■ **Aim of the exercise**: When the string "NonZeroUsize" appears in a line of the records, show the whole line.

■ **Records for the task**:
>>>

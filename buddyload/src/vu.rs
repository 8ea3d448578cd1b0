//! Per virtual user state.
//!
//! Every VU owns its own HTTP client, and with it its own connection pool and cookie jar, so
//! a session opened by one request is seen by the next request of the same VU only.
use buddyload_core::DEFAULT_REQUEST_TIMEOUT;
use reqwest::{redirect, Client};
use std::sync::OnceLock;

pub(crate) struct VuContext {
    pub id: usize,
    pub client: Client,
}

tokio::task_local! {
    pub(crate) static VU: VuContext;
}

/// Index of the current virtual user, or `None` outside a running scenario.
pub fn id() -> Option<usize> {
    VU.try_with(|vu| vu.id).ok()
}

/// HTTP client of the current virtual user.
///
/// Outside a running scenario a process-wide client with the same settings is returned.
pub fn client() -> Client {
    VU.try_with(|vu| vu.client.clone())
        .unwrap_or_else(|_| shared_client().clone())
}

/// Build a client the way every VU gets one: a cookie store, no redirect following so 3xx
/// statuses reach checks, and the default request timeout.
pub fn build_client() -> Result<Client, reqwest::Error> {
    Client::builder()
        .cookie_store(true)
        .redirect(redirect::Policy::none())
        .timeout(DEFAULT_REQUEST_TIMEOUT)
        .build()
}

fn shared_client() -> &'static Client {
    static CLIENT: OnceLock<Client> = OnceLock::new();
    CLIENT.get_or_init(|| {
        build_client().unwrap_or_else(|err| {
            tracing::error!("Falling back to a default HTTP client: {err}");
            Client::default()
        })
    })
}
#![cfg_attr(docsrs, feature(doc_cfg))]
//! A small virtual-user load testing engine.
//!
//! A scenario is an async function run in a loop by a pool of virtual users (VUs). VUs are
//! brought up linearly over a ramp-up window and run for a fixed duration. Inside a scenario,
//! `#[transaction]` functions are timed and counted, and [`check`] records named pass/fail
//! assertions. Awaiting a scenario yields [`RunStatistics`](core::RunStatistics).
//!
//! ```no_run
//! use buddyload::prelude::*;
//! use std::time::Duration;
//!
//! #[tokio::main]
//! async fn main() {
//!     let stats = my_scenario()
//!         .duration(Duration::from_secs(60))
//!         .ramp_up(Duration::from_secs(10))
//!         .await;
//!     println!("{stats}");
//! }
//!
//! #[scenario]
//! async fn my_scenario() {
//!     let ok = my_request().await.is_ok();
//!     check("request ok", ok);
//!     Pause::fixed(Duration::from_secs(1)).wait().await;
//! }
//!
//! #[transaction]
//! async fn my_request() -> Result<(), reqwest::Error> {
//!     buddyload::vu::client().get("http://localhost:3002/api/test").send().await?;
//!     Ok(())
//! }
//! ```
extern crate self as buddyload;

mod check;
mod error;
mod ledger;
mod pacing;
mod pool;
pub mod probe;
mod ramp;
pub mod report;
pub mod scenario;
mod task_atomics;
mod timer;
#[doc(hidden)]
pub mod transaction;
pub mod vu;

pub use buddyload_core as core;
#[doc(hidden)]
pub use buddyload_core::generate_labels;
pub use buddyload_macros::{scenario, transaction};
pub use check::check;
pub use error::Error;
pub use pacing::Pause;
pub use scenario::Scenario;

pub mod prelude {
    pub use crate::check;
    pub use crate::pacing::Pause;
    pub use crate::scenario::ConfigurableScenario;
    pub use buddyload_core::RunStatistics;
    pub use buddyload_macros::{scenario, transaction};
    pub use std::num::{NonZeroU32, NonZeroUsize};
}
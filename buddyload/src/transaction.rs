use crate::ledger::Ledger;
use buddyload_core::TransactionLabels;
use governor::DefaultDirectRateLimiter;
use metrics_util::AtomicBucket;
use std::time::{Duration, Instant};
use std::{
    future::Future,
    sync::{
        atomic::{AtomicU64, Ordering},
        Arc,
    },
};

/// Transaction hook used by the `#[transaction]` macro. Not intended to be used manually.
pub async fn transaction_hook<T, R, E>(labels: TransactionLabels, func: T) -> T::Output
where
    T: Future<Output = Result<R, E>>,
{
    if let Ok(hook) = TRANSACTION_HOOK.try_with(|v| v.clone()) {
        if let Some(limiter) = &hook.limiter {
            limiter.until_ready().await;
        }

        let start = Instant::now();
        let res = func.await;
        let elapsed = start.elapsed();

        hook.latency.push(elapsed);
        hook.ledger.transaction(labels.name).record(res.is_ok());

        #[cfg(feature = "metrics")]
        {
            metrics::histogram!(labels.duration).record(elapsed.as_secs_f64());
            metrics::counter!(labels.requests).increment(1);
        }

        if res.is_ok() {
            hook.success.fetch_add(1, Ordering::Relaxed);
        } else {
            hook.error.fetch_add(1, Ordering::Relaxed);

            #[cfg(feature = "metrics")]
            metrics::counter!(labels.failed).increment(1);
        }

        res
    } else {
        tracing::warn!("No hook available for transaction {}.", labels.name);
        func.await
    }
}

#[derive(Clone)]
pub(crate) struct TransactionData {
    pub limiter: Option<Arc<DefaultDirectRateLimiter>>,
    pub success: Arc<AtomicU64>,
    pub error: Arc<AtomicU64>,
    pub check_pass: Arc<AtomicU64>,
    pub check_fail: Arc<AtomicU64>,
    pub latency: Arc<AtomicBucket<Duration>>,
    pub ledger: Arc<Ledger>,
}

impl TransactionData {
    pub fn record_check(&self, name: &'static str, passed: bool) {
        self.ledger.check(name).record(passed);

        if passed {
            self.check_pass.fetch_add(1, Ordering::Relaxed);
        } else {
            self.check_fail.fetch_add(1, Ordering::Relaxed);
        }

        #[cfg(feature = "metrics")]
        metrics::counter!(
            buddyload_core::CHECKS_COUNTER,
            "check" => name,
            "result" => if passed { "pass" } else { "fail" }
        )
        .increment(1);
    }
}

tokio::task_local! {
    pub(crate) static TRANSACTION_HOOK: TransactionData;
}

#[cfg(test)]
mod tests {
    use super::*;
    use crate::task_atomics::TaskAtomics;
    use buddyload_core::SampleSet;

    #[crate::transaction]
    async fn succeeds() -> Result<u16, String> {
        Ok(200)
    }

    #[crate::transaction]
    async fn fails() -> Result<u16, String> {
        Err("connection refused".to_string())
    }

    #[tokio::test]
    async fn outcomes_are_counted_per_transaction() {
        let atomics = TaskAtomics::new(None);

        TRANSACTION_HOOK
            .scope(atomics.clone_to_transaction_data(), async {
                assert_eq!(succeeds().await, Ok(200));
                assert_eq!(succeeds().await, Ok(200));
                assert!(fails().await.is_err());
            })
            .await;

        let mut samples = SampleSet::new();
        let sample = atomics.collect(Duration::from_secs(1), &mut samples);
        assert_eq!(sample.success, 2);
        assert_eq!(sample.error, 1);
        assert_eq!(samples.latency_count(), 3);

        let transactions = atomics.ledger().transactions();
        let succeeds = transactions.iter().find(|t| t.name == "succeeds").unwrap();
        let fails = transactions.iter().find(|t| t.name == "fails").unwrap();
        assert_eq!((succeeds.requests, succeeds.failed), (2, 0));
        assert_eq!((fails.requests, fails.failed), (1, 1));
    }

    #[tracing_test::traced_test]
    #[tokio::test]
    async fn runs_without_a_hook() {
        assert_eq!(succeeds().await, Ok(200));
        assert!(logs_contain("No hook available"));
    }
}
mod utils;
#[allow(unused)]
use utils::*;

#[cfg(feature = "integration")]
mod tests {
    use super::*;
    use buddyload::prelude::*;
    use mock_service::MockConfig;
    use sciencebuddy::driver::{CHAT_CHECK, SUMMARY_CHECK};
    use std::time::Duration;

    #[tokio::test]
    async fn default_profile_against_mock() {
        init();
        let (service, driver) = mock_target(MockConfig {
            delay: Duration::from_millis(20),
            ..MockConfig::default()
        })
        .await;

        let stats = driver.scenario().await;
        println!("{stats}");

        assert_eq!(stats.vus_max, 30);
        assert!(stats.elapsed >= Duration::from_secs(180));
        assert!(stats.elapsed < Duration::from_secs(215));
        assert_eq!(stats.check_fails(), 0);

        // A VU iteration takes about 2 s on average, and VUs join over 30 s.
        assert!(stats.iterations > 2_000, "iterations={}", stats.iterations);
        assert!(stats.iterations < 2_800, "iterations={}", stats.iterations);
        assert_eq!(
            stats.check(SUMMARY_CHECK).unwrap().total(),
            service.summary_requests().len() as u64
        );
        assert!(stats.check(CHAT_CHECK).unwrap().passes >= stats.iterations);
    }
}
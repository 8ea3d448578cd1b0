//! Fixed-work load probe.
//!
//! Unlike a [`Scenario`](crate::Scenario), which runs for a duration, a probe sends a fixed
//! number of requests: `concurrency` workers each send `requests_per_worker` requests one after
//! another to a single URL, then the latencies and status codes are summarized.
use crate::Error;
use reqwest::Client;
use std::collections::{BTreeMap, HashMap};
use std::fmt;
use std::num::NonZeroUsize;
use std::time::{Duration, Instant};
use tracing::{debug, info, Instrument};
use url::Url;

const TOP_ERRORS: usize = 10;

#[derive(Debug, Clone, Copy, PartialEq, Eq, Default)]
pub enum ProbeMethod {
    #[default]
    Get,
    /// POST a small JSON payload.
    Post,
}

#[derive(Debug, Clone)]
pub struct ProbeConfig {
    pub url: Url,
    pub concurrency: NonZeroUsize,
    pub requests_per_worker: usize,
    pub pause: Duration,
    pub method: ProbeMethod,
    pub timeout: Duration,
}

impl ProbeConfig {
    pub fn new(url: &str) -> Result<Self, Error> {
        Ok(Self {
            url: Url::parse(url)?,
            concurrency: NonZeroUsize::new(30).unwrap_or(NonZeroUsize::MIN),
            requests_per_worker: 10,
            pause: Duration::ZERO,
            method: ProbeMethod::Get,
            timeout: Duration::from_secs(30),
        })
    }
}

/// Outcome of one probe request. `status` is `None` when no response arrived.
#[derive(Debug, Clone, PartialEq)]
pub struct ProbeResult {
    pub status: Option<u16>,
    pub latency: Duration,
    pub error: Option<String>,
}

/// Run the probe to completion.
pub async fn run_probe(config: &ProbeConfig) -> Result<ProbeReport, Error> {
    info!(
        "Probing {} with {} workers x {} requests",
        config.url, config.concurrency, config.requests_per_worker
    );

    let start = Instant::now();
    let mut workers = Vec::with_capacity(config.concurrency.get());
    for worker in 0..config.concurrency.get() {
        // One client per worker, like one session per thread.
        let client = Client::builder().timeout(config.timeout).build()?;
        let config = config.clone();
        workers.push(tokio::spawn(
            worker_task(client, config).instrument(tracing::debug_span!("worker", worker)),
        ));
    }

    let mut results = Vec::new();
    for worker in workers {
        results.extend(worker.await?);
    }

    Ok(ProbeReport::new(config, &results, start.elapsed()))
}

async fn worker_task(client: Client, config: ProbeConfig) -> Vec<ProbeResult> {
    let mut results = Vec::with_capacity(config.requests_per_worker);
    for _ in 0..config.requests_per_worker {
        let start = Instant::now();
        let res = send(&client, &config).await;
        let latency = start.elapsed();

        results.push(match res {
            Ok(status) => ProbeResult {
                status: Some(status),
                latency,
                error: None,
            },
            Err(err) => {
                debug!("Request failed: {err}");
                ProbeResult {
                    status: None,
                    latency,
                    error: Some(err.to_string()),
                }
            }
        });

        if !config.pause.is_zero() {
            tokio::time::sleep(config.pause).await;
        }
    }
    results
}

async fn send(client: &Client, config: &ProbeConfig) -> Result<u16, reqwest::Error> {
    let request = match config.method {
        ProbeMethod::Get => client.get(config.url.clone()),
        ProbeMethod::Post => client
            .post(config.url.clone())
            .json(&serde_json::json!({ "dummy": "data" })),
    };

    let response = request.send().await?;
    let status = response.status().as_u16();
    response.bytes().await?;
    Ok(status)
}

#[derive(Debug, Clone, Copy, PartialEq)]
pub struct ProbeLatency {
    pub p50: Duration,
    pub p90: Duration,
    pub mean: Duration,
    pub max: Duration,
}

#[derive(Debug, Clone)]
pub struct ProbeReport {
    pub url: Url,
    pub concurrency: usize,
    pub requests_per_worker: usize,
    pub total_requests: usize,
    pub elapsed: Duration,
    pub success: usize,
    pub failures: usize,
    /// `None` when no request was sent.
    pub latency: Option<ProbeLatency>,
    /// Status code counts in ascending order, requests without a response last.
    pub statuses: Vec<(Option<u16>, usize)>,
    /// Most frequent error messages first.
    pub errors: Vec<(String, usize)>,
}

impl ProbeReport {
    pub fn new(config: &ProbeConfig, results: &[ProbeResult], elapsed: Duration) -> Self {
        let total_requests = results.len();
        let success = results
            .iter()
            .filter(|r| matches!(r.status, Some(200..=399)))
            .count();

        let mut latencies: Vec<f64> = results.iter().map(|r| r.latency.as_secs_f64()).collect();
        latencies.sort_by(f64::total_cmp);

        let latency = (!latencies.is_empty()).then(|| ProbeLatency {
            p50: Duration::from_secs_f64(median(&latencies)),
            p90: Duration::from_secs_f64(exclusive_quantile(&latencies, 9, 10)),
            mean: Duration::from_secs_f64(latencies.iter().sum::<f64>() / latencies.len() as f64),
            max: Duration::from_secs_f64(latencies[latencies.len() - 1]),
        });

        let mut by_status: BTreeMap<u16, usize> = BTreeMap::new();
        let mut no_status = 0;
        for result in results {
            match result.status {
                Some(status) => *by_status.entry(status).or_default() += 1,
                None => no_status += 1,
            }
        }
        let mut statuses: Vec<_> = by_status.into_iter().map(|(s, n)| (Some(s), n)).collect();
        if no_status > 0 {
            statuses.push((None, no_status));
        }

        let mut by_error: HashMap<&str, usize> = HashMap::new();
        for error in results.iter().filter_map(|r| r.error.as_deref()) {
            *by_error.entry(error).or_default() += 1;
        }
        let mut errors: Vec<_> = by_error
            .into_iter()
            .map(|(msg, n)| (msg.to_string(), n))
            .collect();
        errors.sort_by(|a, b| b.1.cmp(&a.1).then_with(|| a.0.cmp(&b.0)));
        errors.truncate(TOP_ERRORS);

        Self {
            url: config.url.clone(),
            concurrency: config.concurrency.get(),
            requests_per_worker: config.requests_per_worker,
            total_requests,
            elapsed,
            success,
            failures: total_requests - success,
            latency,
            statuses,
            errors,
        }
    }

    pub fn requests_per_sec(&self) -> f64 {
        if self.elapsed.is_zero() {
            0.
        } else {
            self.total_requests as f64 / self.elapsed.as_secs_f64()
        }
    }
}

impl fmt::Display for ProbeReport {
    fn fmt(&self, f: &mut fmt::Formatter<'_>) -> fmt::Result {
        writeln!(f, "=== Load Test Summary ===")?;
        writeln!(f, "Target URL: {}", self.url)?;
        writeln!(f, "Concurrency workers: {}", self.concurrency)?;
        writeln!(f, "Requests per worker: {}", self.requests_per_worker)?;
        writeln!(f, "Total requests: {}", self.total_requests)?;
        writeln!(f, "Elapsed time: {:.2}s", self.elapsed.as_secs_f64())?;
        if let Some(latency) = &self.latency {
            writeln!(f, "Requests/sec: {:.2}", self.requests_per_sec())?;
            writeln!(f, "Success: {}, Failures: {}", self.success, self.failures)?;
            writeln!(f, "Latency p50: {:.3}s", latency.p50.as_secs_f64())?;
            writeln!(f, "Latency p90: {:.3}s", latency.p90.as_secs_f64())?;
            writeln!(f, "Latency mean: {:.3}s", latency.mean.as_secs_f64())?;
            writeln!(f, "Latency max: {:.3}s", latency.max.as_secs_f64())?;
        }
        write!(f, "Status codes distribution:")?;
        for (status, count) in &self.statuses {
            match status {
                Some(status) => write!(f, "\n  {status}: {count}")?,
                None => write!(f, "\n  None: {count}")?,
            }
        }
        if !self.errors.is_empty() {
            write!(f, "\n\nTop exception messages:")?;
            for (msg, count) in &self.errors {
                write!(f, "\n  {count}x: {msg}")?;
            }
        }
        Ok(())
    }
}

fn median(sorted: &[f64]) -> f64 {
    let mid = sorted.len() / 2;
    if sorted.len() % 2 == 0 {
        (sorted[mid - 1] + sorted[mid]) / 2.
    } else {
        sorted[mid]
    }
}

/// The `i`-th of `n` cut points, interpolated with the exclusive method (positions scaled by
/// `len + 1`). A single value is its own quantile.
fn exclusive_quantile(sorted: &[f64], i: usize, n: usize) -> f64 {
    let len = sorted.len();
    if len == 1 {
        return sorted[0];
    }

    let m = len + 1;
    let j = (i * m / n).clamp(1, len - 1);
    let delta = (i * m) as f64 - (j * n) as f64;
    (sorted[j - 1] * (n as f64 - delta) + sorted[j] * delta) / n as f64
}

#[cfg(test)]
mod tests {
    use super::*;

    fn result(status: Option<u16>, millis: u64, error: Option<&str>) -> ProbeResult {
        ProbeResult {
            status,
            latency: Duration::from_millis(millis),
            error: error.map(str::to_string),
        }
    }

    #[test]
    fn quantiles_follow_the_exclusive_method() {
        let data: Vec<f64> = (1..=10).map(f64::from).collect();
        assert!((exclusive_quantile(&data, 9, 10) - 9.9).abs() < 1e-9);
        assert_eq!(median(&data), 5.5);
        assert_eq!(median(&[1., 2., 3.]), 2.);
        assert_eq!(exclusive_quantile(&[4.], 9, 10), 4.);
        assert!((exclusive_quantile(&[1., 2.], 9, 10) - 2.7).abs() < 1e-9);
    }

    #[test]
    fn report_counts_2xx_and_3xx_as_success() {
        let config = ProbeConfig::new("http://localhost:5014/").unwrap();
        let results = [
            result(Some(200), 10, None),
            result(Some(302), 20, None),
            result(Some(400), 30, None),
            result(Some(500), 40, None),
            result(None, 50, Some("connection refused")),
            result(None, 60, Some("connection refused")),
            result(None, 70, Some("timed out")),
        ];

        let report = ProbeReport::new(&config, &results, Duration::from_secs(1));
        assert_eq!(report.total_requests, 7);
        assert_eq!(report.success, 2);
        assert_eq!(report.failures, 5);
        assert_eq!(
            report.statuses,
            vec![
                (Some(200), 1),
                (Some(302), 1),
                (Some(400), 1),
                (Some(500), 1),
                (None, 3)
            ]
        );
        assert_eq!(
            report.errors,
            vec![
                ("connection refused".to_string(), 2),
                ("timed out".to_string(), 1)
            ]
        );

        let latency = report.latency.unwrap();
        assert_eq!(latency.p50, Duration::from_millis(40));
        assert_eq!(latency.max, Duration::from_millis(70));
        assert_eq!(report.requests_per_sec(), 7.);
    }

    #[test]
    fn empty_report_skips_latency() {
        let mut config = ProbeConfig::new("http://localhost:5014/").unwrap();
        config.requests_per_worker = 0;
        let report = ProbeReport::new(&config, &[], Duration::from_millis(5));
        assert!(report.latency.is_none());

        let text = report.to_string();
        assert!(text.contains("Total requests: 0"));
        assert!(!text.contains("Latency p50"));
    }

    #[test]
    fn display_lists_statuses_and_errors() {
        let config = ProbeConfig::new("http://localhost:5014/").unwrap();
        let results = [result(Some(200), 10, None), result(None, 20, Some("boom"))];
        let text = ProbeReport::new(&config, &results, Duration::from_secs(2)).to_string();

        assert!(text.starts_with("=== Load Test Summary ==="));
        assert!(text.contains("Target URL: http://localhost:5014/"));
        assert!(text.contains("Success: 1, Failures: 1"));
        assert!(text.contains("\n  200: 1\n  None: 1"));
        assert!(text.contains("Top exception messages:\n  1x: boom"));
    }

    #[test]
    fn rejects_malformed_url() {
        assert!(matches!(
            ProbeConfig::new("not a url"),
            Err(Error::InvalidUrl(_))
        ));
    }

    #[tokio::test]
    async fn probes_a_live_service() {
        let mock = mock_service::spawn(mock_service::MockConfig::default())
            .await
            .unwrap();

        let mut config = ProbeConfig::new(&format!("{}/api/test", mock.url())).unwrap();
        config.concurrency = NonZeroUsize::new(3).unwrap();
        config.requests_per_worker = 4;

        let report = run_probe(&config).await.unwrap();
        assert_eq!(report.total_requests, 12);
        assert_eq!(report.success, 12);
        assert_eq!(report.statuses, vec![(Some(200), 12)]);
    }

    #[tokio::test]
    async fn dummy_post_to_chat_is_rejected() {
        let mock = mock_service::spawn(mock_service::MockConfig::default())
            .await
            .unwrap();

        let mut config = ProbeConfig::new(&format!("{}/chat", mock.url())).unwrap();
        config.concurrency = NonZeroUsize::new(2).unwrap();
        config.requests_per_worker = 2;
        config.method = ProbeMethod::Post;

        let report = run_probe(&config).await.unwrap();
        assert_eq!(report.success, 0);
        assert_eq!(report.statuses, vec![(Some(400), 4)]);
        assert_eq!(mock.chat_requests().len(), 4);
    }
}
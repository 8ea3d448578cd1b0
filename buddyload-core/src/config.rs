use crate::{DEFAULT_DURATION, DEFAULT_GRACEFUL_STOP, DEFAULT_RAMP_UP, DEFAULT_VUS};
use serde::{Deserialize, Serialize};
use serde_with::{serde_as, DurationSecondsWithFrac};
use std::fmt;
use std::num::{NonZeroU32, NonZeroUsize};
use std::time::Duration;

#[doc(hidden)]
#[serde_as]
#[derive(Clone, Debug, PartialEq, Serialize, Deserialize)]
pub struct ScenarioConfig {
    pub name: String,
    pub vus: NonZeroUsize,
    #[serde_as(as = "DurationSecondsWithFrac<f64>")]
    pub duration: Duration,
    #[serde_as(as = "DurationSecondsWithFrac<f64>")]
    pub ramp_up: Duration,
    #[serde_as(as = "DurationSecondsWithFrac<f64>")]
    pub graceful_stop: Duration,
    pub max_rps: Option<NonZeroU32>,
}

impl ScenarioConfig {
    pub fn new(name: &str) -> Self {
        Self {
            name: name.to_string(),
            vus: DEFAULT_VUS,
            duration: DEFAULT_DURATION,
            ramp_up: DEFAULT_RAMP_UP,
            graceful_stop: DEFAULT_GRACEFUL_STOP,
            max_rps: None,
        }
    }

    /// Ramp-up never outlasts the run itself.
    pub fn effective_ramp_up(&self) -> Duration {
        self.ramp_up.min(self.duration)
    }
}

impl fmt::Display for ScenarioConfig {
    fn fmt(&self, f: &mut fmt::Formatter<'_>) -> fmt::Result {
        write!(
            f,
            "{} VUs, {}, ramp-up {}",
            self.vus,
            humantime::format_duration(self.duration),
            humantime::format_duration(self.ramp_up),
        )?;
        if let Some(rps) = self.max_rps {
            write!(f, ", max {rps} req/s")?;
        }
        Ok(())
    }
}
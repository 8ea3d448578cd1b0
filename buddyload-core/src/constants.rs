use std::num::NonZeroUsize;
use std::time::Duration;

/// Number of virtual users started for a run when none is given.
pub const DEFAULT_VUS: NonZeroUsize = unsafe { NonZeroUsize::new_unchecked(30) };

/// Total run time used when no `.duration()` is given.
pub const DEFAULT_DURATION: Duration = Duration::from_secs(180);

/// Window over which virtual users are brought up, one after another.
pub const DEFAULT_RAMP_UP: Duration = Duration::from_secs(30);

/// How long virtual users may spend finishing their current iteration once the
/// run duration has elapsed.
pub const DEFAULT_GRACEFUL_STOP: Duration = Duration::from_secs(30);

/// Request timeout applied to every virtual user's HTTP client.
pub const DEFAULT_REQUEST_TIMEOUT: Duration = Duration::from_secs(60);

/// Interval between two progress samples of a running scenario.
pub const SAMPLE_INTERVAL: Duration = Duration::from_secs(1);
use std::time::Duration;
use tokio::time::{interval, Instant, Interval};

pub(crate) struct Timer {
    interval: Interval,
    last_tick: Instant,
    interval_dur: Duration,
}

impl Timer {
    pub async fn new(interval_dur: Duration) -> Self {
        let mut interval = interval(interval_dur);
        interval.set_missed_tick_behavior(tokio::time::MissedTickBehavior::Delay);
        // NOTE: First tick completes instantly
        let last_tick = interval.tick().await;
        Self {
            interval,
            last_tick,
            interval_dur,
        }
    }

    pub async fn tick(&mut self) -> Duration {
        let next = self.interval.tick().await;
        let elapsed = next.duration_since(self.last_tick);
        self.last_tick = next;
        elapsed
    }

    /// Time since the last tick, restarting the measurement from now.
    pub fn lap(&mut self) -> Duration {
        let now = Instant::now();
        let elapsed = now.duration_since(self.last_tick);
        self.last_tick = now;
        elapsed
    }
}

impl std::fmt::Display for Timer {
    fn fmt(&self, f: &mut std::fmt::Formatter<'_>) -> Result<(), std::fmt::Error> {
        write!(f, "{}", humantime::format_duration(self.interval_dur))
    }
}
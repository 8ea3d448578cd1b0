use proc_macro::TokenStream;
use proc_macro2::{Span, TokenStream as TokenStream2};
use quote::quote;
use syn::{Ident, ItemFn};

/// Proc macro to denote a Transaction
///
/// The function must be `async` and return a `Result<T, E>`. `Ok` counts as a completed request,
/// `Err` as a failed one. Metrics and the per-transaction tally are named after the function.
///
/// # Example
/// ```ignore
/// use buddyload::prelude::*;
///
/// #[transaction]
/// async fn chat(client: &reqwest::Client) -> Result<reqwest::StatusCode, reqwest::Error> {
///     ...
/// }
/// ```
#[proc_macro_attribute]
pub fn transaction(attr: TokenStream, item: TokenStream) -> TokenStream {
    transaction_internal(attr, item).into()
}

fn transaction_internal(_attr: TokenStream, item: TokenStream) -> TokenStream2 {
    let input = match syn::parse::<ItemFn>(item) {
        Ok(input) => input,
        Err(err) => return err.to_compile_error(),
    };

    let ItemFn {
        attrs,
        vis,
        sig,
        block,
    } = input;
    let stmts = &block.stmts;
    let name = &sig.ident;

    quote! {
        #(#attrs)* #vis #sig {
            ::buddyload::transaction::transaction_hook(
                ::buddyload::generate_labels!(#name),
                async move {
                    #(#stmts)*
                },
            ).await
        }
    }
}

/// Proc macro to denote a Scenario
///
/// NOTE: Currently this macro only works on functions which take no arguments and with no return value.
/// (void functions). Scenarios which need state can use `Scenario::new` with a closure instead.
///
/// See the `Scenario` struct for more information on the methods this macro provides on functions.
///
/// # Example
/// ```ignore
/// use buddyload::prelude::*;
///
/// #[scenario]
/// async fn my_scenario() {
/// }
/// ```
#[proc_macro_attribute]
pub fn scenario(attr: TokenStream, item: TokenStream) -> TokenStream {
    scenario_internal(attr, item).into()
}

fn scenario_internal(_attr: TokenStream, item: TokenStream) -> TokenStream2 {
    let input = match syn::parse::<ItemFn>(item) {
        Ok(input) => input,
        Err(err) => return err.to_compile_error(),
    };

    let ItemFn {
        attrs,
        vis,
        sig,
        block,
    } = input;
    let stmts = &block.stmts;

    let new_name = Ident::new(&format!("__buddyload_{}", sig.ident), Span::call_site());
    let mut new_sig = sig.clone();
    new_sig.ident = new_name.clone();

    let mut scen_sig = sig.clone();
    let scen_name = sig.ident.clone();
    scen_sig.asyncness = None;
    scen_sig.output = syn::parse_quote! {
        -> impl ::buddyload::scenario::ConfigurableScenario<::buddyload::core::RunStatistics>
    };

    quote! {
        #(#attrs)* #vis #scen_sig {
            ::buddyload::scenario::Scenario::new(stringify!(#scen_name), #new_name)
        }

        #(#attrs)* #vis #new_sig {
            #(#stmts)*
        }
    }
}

<<<

■ **Output for this exercise**:
    pub use std::num::{NonZeroU32, NonZeroUsize};
use std::num::NonZeroUsize;
    pub concurrency: NonZeroUsize,
            concurrency: NonZeroUsize::new(30).unwrap_or(NonZeroUsize::MIN),
        config.concurrency = NonZeroUsize::new(3).unwrap();
        config.concurrency = NonZeroUsize::new(2).unwrap();
use std::num::{NonZeroU32, NonZeroUsize};
    pub vus: NonZeroUsize,
use std::num::NonZeroUsize;
pub const DEFAULT_VUS: NonZeroUsize = unsafe { NonZeroUsize::new_unchecked(30) };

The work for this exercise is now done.